The case is clearly distinguishable from Governor v. Munroe,15 N.C. 412, where a sheriff to whom a capias ad satisfaciendum was directed, failed to take from the defendant a bail bond, such as the law directed; and it was held that for this breach of his bond, neither he nor his sureties were protected by the statute of limitations, until six years after final judgment in the original action. But the decision was put expressly on the ground that the statute, itself, declared that in such case the sheriff should be deemed to be special bail, to be proceeded against as bail in other cases — thus creating what Judge GASTON called a continuing duty, until the consummation of which the statute could not run, as until then the default (427) was not complete.

So it is too from Gallarati v. Orser, 27 N.Y. 324, to which we were also referred by counsel, where it was held that a sheriff who had failed to take a replevin bond as prescribed by law, could not be sued for his failure until after the final judgment in the main action. But this was because the New York Code contains, what ours does not, a provision which makes the sheriff, guilty of such default, liable just as a surety in a proper undertaking would be.

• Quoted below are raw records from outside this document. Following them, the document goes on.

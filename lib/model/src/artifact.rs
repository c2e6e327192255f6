//! Model artifacts
//!
//! An artifact pairs a scorer with the exact input contract it was fit on.
//! The schema is built from the artifact's own preprocessing state, never
//! from a request.
//!
//! ```json
//! {
//!   "capability": "fraud",
//!   "model_version": "fraud_v1.0",
//!   "preprocessing": {
//!     "expanded_columns": ["incident_type_fire", "...", "verified_user"],
//!     "rescale": [{"column": "upvotes", "min": 0, "max": 120}]
//!   },
//!   "estimator": {"type": "logistic", "intercept": -2.1, "coefficients": [...]}
//! }
//! ```

use crate::estimator::EstimatorSpec;
use crate::scorer::{FeatureRow, RawScore, Scorer};
use incidentx_core::{Capability, Error, FeatureVector, Result};
use incidentx_schema::{templates, FeatureProjector, FieldSpec, RescaleParams, SchemaSpec};
use serde::{Deserialize, Serialize};
use std::fs;
use std::path::{Path, PathBuf};
use std::sync::Arc;
use tracing::info;

/// Fitted preprocessing state as written to disk
#[derive(Debug, Clone, Serialize, Deserialize)]
pub struct Preprocessing {
    /// Raw field contract; the built-in template when absent
    #[serde(default, skip_serializing_if = "Option::is_none")]
    pub fields: Option<Vec<FieldSpec>>,
    pub expanded_columns: Vec<String>,
    #[serde(default)]
    pub rescale: Vec<RescaleParams>,
}

#[derive(Debug, Clone, Serialize, Deserialize)]
pub struct ArtifactFile {
    pub capability: Capability,
    pub model_version: String,
    pub preprocessing: Preprocessing,
    pub estimator: EstimatorSpec,
}

/// A loaded, checked model artifact. Immutable once built.
#[derive(Debug, Clone)]
pub struct ModelArtifact {
    capability: Capability,
    model_version: String,
    source: Option<PathBuf>,
    projector: FeatureProjector,
    scorer: Arc<dyn Scorer>,
}

impl ModelArtifact {
    /// Wrap an arbitrary scorer. The schema's capability is the artifact's.
    pub fn new(
        model_version: impl Into<String>,
        schema: Arc<SchemaSpec>,
        scorer: Arc<dyn Scorer>,
    ) -> Self {
        Self {
            capability: schema.capability(),
            model_version: model_version.into(),
            source: None,
            projector: FeatureProjector::new(schema),
            scorer,
        }
    }

    pub fn from_file_def(file: ArtifactFile) -> Result<Self> {
        let ArtifactFile {
            capability,
            model_version,
            preprocessing,
            estimator,
        } = file;

        let wants_classifier = match capability {
            Capability::Fraud => true,
            Capability::Risk => false,
            Capability::Similarity => {
                return Err(Error::InvalidArtifact(
                    "similarity is served from a corpus, not a model artifact".into(),
                ))
            }
        };
        if estimator.is_classifier() != wants_classifier {
            return Err(Error::InvalidArtifact(format!(
                "{} estimator cannot serve {}",
                estimator.type_name(),
                capability
            )));
        }

        let fields = preprocessing
            .fields
            .unwrap_or_else(|| templates::fields_for(capability));
        let schema = SchemaSpec::new(
            capability,
            fields,
            preprocessing.expanded_columns,
            preprocessing.rescale,
        )?;
        let estimator = estimator.build(schema.expanded_columns())?;

        Ok(Self::new(model_version, Arc::new(schema), Arc::new(estimator)))
    }

    pub fn from_json(json: &str) -> Result<Self> {
        let file: ArtifactFile = serde_json::from_str(json)?;
        Self::from_file_def(file)
    }

    /// Load and check an artifact file
    pub fn load<P: AsRef<Path>>(path: P) -> Result<Self> {
        let path = path.as_ref();
        let json = fs::read_to_string(path)?;
        let mut artifact = Self::from_json(&json)?;
        artifact.source = Some(path.to_path_buf());

        info!(
            "Loaded {} model {} from {} ({} columns, {})",
            artifact.capability,
            artifact.model_version,
            path.display(),
            artifact.schema().dim(),
            artifact.scorer.family()
        );
        Ok(artifact)
    }

    /// Fail unless this artifact serves `capability`
    pub fn expect_capability(self, capability: Capability) -> Result<Self> {
        if self.capability != capability {
            return Err(Error::InvalidArtifact(format!(
                "expected a {} artifact, found {}",
                capability, self.capability
            )));
        }
        Ok(self)
    }

    pub fn capability(&self) -> Capability {
        self.capability
    }

    pub fn model_version(&self) -> &str {
        &self.model_version
    }

    pub fn source(&self) -> Option<&Path> {
        self.source.as_deref()
    }

    pub fn projector(&self) -> &FeatureProjector {
        &self.projector
    }

    pub fn schema(&self) -> &SchemaSpec {
        self.projector.schema()
    }

    pub fn scorer(&self) -> &dyn Scorer {
        self.scorer.as_ref()
    }

    /// Run the scorer on a projected vector.
    ///
    /// The vector must match this artifact's column layout; a mismatch is an
    /// internal consistency failure, and scorer failures become `Scoring`.
    pub fn score(&self, vector: &FeatureVector) -> Result<RawScore> {
        let columns = self.schema().expanded_columns();
        if vector.dim() != columns.len() {
            return Err(Error::InternalConsistency {
                expected: columns.len(),
                actual: vector.dim(),
            });
        }
        self.scorer
            .score(&FeatureRow::new(columns, vector.as_slice()))
            .map_err(|e| Error::Scoring(e.0))
    }

    /// Importance keyed by expanded column, in column order
    pub fn feature_importance(&self) -> Option<Vec<(String, f64)>> {
        let weights = self.scorer.feature_importance()?;
        let columns = self.schema().expanded_columns();
        if weights.len() != columns.len() {
            return None;
        }
        Some(columns.iter().cloned().zip(weights).collect())
    }
}

#[cfg(test)]
mod tests {
    use super::*;
    use serde_json::json;
    use std::io::Write;

    fn risk_artifact_json() -> serde_json::Value {
        let fields = templates::risk_fields();
        let columns = templates::column_transformer_layout(&fields);
        let coefficients = vec![1.0; columns.len()];
        json!({
            "capability": "risk",
            "model_version": "risk_v1.0",
            "preprocessing": {"expanded_columns": columns},
            "estimator": {"type": "linear", "intercept": 5.0, "coefficients": coefficients}
        })
    }

    #[test]
    fn test_defaults_to_template_fields() {
        let artifact = ModelArtifact::from_json(&risk_artifact_json().to_string()).unwrap();
        assert_eq!(artifact.capability(), Capability::Risk);
        assert_eq!(artifact.model_version(), "risk_v1.0");
        assert_eq!(artifact.schema().fields().len(), 11);
        assert_eq!(artifact.schema().dim(), 20);
        assert_eq!(artifact.scorer().family(), "linear");
    }

    #[test]
    fn test_column_not_produced_by_fields_rejected() {
        let mut value = risk_artifact_json();
        value["preprocessing"]["expanded_columns"][0] = json!("incident_type_hail");
        let err = ModelArtifact::from_json(&value.to_string()).unwrap_err();
        assert!(matches!(err, Error::InvalidArtifact(_)));
    }

    #[test]
    fn test_classifier_required_for_fraud() {
        let mut value = risk_artifact_json();
        value["capability"] = json!("fraud");
        let err = ModelArtifact::from_json(&value.to_string()).unwrap_err();
        assert!(err.to_string().contains("linear estimator cannot serve fraud"));
    }

    #[test]
    fn test_similarity_artifact_rejected() {
        let mut value = risk_artifact_json();
        value["capability"] = json!("similarity");
        assert!(ModelArtifact::from_json(&value.to_string()).is_err());
    }

    #[test]
    fn test_load_from_file() {
        let mut file = tempfile::NamedTempFile::new().unwrap();
        write!(file, "{}", risk_artifact_json()).unwrap();

        let artifact = ModelArtifact::load(file.path()).unwrap();
        assert_eq!(artifact.source(), Some(file.path()));
        assert!(artifact.clone().expect_capability(Capability::Fraud).is_err());
        assert!(artifact.expect_capability(Capability::Risk).is_ok());
    }

    #[test]
    fn test_missing_file_is_io_error() {
        let err = ModelArtifact::load("/nonexistent/risk_model.json").unwrap_err();
        assert!(matches!(err, Error::Io(_)));
    }

    #[test]
    fn test_score_rejects_wrong_width_vector() {
        let artifact = ModelArtifact::from_json(&risk_artifact_json().to_string()).unwrap();
        let err = artifact.score(&FeatureVector::zeros(19)).unwrap_err();
        assert!(matches!(err, Error::InternalConsistency { expected: 20, actual: 19 }));
        assert!(artifact.score(&FeatureVector::zeros(20)).is_ok());
    }

    #[test]
    fn test_feature_importance_keyed_by_column() {
        let artifact = ModelArtifact::from_json(&risk_artifact_json().to_string()).unwrap();
        let importance = artifact.feature_importance().unwrap();
        assert_eq!(importance.len(), 20);
        assert_eq!(importance[0].0, "incident_type_fire");
        assert!((importance.iter().map(|(_, w)| w).sum::<f64>() - 1.0).abs() < 1e-9);
    }
}
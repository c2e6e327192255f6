//! The opaque scoring boundary.
//!
//! Anything that turns an ordered feature row into a number can back a
//! capability: the bundled estimators, or a fixture in tests.

use std::fmt;
use thiserror::Error;

/// A single projected row, with the column names the artifact was fit on
#[derive(Debug, Clone, Copy)]
pub struct FeatureRow<'a> {
    pub columns: &'a [String],
    pub values: &'a [f64],
}

impl<'a> FeatureRow<'a> {
    pub fn new(columns: &'a [String], values: &'a [f64]) -> Self {
        Self { columns, values }
    }

    pub fn len(&self) -> usize {
        self.values.len()
    }

    pub fn is_empty(&self) -> bool {
        self.values.is_empty()
    }
}

/// What a scorer produced
#[derive(Debug, Clone, PartialEq)]
pub enum RawScore {
    /// One probability per class; index 1 is the positive class
    ClassProbabilities(Vec<f64>),
    /// Continuous regression output
    Value(f64),
}

#[derive(Error, Debug, Clone, PartialEq)]
#[error("{0}")]
pub struct ScoreError(pub String);

/// Deterministic scoring function over one feature row.
pub trait Scorer: Send + Sync + fmt::Debug {
    fn score(&self, row: &FeatureRow<'_>) -> Result<RawScore, ScoreError>;

    /// Per-column importance, aligned with the row's columns, if the model
    /// family exposes one.
    fn feature_importance(&self) -> Option<Vec<f64>> {
        None
    }

    /// Short family name for health output
    fn family(&self) -> &str {
        "custom"
    }
}
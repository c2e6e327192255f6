//! Corpus records
//!
//! A corpus file holds one incident per row, either as a JSON array of
//! objects or as JSON Lines. Columns beyond the similarity fields are
//! carried through to results untouched.

use incidentx_core::{Error, FeatureVector, RawAttributes, Result};
use serde::Serialize;
use serde_json::Value;
use std::fs;
use std::path::Path;

/// One historical incident and its projected vector
#[derive(Debug, Clone, Serialize)]
pub struct CorpusEntry {
    /// Insertion order in the corpus
    pub position: usize,
    pub record: RawAttributes,
    #[serde(skip)]
    pub vector: FeatureVector,
}

/// Read corpus rows from `path`
pub fn read_records<P: AsRef<Path>>(path: P) -> Result<Vec<RawAttributes>> {
    let text = fs::read_to_string(path)?;
    parse_records(&text)
}

/// Parse a JSON array of objects, or JSON Lines when the text does not open
/// with `[`. Blank lines are skipped.
pub fn parse_records(text: &str) -> Result<Vec<RawAttributes>> {
    if text.trim_start().starts_with('[') {
        let rows: Vec<Value> = serde_json::from_str(text)?;
        rows.into_iter()
            .enumerate()
            .map(|(idx, row)| into_object(idx, row))
            .collect()
    } else {
        text.lines()
            .filter(|line| !line.trim().is_empty())
            .enumerate()
            .map(|(idx, line)| into_object(idx, serde_json::from_str(line)?))
            .collect()
    }
}

fn into_object(idx: usize, row: Value) -> Result<RawAttributes> {
    match row {
        Value::Object(map) => Ok(map),
        other => Err(Error::InvalidArtifact(format!(
            "corpus row {} is not an object: {}",
            idx, other
        ))),
    }
}

#[cfg(test)]
mod tests {
    use super::*;
    use std::io::Write;

    #[test]
    fn test_json_array() {
        let rows = parse_records(r#"[{"upvotes": 1}, {"upvotes": 2, "title": "smoke"}]"#).unwrap();
        assert_eq!(rows.len(), 2);
        assert_eq!(rows[1]["title"], "smoke");
    }

    #[test]
    fn test_json_lines() {
        let rows = parse_records("{\"upvotes\": 1}\n\n{\"upvotes\": 2}\n").unwrap();
        assert_eq!(rows.len(), 2);
    }

    #[test]
    fn test_non_object_row_rejected() {
        let err = parse_records("[{\"upvotes\": 1}, 7]").unwrap_err();
        assert!(err.to_string().contains("corpus row 1 is not an object"));
    }

    #[test]
    fn test_malformed_line_rejected() {
        assert!(matches!(
            parse_records("{\"upvotes\": 1}\n{upvotes"),
            Err(Error::Serialization(_))
        ));
    }

    #[test]
    fn test_read_from_file() {
        let mut file = tempfile::NamedTempFile::new().unwrap();
        writeln!(file, "{{\"incident_type\": \"fire\"}}").unwrap();
        assert_eq!(read_records(file.path()).unwrap().len(), 1);
        assert!(matches!(read_records("/nonexistent/corpus.jsonl"), Err(Error::Io(_))));
    }
}
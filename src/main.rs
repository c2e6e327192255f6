use clap::Parser;
use incidentx_api::{RestApi, ServiceContext};
use incidentx_core::Capability;
use std::path::PathBuf;
use std::sync::Arc;
use tracing::{info, warn, Level};
use tracing_subscriber::FmtSubscriber;

/// Fraud, risk and similarity scoring for incident reports
#[derive(Parser, Debug)]
#[command(name = "incidentx")]
#[command(about = "Fraud, risk and similarity scoring for incident reports", long_about = None)]
struct Args {
    /// Fraud model artifact (JSON)
    #[arg(long)]
    fraud_model: Option<PathBuf>,

    /// Risk model artifact (JSON)
    #[arg(long)]
    risk_model: Option<PathBuf>,

    /// Incident corpus for similarity search (JSON array or JSON Lines)
    #[arg(long)]
    corpus: Option<PathBuf>,

    /// HTTP API port
    #[arg(long, default_value_t = 5000)]
    http_port: u16,

    /// Log level
    #[arg(long, default_value = "info")]
    log_level: String,

    /// Keep serving when a capability fails to load; it reports unhealthy
    #[arg(long)]
    allow_partial: bool,
}

#[tokio::main]
async fn main() -> anyhow::Result<()> {
    let args = Args::parse();

    let log_level = match args.log_level.as_str() {
        "trace" => Level::TRACE,
        "debug" => Level::DEBUG,
        "info" => Level::INFO,
        "warn" => Level::WARN,
        "error" => Level::ERROR,
        _ => Level::INFO,
    };

    let subscriber = FmtSubscriber::builder()
        .with_max_level(log_level)
        .finish();
    tracing::subscriber::set_global_default(subscriber)?;

    info!("Starting IncidentX v{}", env!("CARGO_PKG_VERSION"));
    info!("HTTP API port: {}", args.http_port);

    let mut builder = ServiceContext::builder();
    if let Some(path) = &args.fraud_model {
        builder = builder.load_fraud_model(path);
    }
    if let Some(path) = &args.risk_model {
        builder = builder.load_risk_model(path);
    }
    if let Some(path) = &args.corpus {
        builder = builder.load_corpus(path);
    }
    let context = builder.build()?;

    let (failed, unconfigured): (Vec<_>, Vec<_>) = context
        .failures()
        .into_iter()
        .partition(|(capability, _)| match capability {
            Capability::Fraud => args.fraud_model.is_some(),
            Capability::Risk => args.risk_model.is_some(),
            Capability::Similarity => args.corpus.is_some(),
        });
    if !failed.is_empty() {
        let summary = failed
            .iter()
            .map(|(capability, reason)| format!("{capability}: {reason}"))
            .collect::<Vec<_>>()
            .join("; ");
        if !args.allow_partial {
            anyhow::bail!("capabilities failed to load ({summary}); pass --allow-partial to serve anyway");
        }
        warn!("Serving with unavailable capabilities: {}", summary);
    }
    for (capability, _) in unconfigured {
        warn!("No artifact given for {}; it will report unavailable", capability);
    }

    let context = Arc::new(context);
    let http_port = args.http_port;
    let http_handle = std::thread::spawn(move || {
        info!("Starting HTTP server on port {}", http_port);
        let sys = actix_web::rt::System::new();
        sys.block_on(async {
            if let Err(e) = RestApi::start(context, http_port).await {
                eprintln!("HTTP server error: {}", e);
            }
        })
    });

    info!("IncidentX started successfully");
    info!("HTTP API: http://localhost:{}/", args.http_port);

    tokio::select! {
        _ = tokio::signal::ctrl_c() => {
            info!("Shutdown signal received");
        }
        _ = tokio::task::spawn_blocking(move || {
            http_handle.join().ok();
        }) => {
            info!("HTTP server stopped");
        }
    }

    info!("Shutting down...");
    Ok(())
}
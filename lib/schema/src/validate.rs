//! Input validation
//!
//! Checks run in a fixed order and the first violation wins:
//!
//! 1. every required field is present (all missing fields are reported together)
//! 2. every categorical field holds a declared category
//! 3. every numeric field is numeric and within its inclusive bounds

use crate::schema::{FieldKind, SchemaSpec};
use incidentx_core::{categorical_value, numeric_value, Bound, RawAttributes, ValidationError};

/// `Ok(())` when valid, otherwise the first violation
pub type ValidationOutcome = Result<(), ValidationError>;

pub fn validate(raw: &RawAttributes, schema: &SchemaSpec) -> ValidationOutcome {
    let missing: Vec<String> = schema
        .required_fields()
        .filter(|name| !raw.contains_key(*name))
        .map(str::to_string)
        .collect();
    if !missing.is_empty() {
        return Err(ValidationError::MissingFields(missing));
    }

    for field in schema.fields() {
        if let FieldKind::Categorical { categories } = &field.kind {
            let accepted = raw
                .get(&field.name)
                .and_then(categorical_value)
                .map(|value| categories.iter().any(|c| c == value))
                .unwrap_or(false);
            if !accepted {
                return Err(ValidationError::InvalidCategory {
                    field: field.name.clone(),
                    allowed: categories.clone(),
                });
            }
        }
    }

    for field in schema.fields() {
        if let FieldKind::Numeric { min, max } = &field.kind {
            let value = raw
                .get(&field.name)
                .and_then(numeric_value)
                .ok_or_else(|| ValidationError::TypeMismatch(field.name.clone()))?;
            if let Some(min) = *min {
                if value < min {
                    return Err(ValidationError::OutOfRange {
                        field: field.name.clone(),
                        bound: Bound::Min(min),
                    });
                }
            }
            if let Some(max) = *max {
                if value > max {
                    return Err(ValidationError::OutOfRange {
                        field: field.name.clone(),
                        bound: Bound::Max(max),
                    });
                }
            }
        }
    }

    Ok(())
}

#[cfg(test)]
mod tests {
    use super::*;
    use crate::schema::FieldSpec;
    use incidentx_core::Capability;
    use serde_json::json;

    fn schema() -> SchemaSpec {
        let fields = vec![
            FieldSpec::categorical("incident_type", &["fire", "flood"]),
            FieldSpec::numeric("has_media", Some(0.0), Some(1.0)),
            FieldSpec::numeric("people_involved", Some(1.0), None),
        ];
        let columns = vec![
            "incident_type_fire".into(),
            "incident_type_flood".into(),
            "has_media".into(),
            "people_involved".into(),
        ];
        SchemaSpec::new(Capability::Risk, fields, columns, vec![]).unwrap()
    }

    fn raw(value: serde_json::Value) -> RawAttributes {
        value.as_object().unwrap().clone()
    }

    #[test]
    fn test_valid_input() {
        let input = raw(json!({"incident_type": "fire", "has_media": 1, "people_involved": 3}));
        assert_eq!(validate(&input, &schema()), Ok(()));
    }

    #[test]
    fn test_extra_fields_are_ignored() {
        let input = raw(json!({
            "incident_type": "fire", "has_media": 0, "people_involved": 1, "reporter": "anon"
        }));
        assert!(validate(&input, &schema()).is_ok());
    }

    #[test]
    fn test_missing_fields_in_schema_order() {
        let input = raw(json!({"has_media": 1}));
        assert_eq!(
            validate(&input, &schema()),
            Err(ValidationError::MissingFields(vec![
                "incident_type".into(),
                "people_involved".into()
            ]))
        );
    }

    #[test]
    fn test_missing_wins_over_out_of_range() {
        let input = raw(json!({"incident_type": "fire", "has_media": 7}));
        assert!(matches!(
            validate(&input, &schema()),
            Err(ValidationError::MissingFields(_))
        ));
    }

    #[test]
    fn test_category_checked_before_numeric() {
        let input = raw(json!({"incident_type": "hail", "has_media": "yes", "people_involved": 0}));
        assert_eq!(
            validate(&input, &schema()),
            Err(ValidationError::InvalidCategory {
                field: "incident_type".into(),
                allowed: vec!["fire".into(), "flood".into()],
            })
        );
    }

    #[test]
    fn test_non_string_category_rejected() {
        let input = raw(json!({"incident_type": 3, "has_media": 1, "people_involved": 1}));
        assert!(matches!(
            validate(&input, &schema()),
            Err(ValidationError::InvalidCategory { .. })
        ));
    }

    #[test]
    fn test_string_number_is_type_mismatch() {
        let input = raw(json!({"incident_type": "flood", "has_media": "1", "people_involved": 2}));
        assert_eq!(
            validate(&input, &schema()),
            Err(ValidationError::TypeMismatch("has_media".into()))
        );
    }

    #[test]
    fn test_bounds_are_inclusive() {
        let at_bounds = raw(json!({"incident_type": "flood", "has_media": 1, "people_involved": 1}));
        assert!(validate(&at_bounds, &schema()).is_ok());

        let below = raw(json!({"incident_type": "flood", "has_media": 0, "people_involved": 0}));
        assert_eq!(
            validate(&below, &schema()),
            Err(ValidationError::OutOfRange {
                field: "people_involved".into(),
                bound: Bound::Min(1.0)
            })
        );

        let above = raw(json!({"incident_type": "flood", "has_media": 1.5, "people_involved": 2}));
        assert_eq!(
            validate(&above, &schema()).unwrap_err().to_string(),
            "has_media must be <= 1"
        );
    }

    #[test]
    fn test_booleans_read_as_numeric() {
        let input = raw(json!({"incident_type": "fire", "has_media": true, "people_involved": 2}));
        assert!(validate(&input, &schema()).is_ok());
    }
}
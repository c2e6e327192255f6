//! # IncidentX Core
//!
//! Core types shared by every IncidentX crate.
//!
//! - [`FeatureVector`] - Dense, ordered numeric vector matching a schema's column layout
//! - [`Capability`] - The three served capabilities (fraud, risk, similarity)
//! - [`RawAttributes`] - The caller-supplied, unordered attribute map
//! - [`Error`] / [`ErrorKind`] - Failure taxonomy: validation, unavailable, scoring, internal
//!
//! ## Example
//!
//! ```rust
//! use incidentx_core::FeatureVector;
//!
//! let a = FeatureVector::new(vec![1.0, 0.0, 1.0]);
//! let b = FeatureVector::new(vec![1.0, 0.0, 1.0]);
//! assert!((a.cosine_similarity(&b) - 1.0).abs() < 1e-12);
//! ```

pub mod attributes;
pub mod capability;
pub mod error;
pub mod vector;

pub use attributes::{categorical_value, numeric_or, numeric_value, RawAttributes};
pub use capability::Capability;
pub use error::{Bound, Error, ErrorKind, Result, ValidationError};
pub use vector::{cosine_with_norms, FeatureVector};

In the case now before us, there was no continuing duty; but the default, when once committed, was absolute and complete. It is true that in an action against the sheriff and his sureties, begun before the judgment fixing his title to the property, the plaintiff might have encountered greater difficulty in establishing his claim as against these defendants, and the extent of his damages by reason of the officer's default; still, this was a mere question of convenience, or of evidence, and not one of right or diligence. In no case, and as to no question, could the judgment in the original action conclude these defendants, as they are in no way privy to the defendant in that action, or parties to the record. And hence there could be no reason for postponing the commencement of this action until the determination of the other, and none, why the running of the statute should not immediately follow upon the commission of the breach.

Our conclusion therefore is that the judgment of the court below must be affirmed.

No error. Affirmed. *336 Cited: Shackelford v. Staton, 117 N.C. 75; Mast v. Sapp, 140 N.C. 541.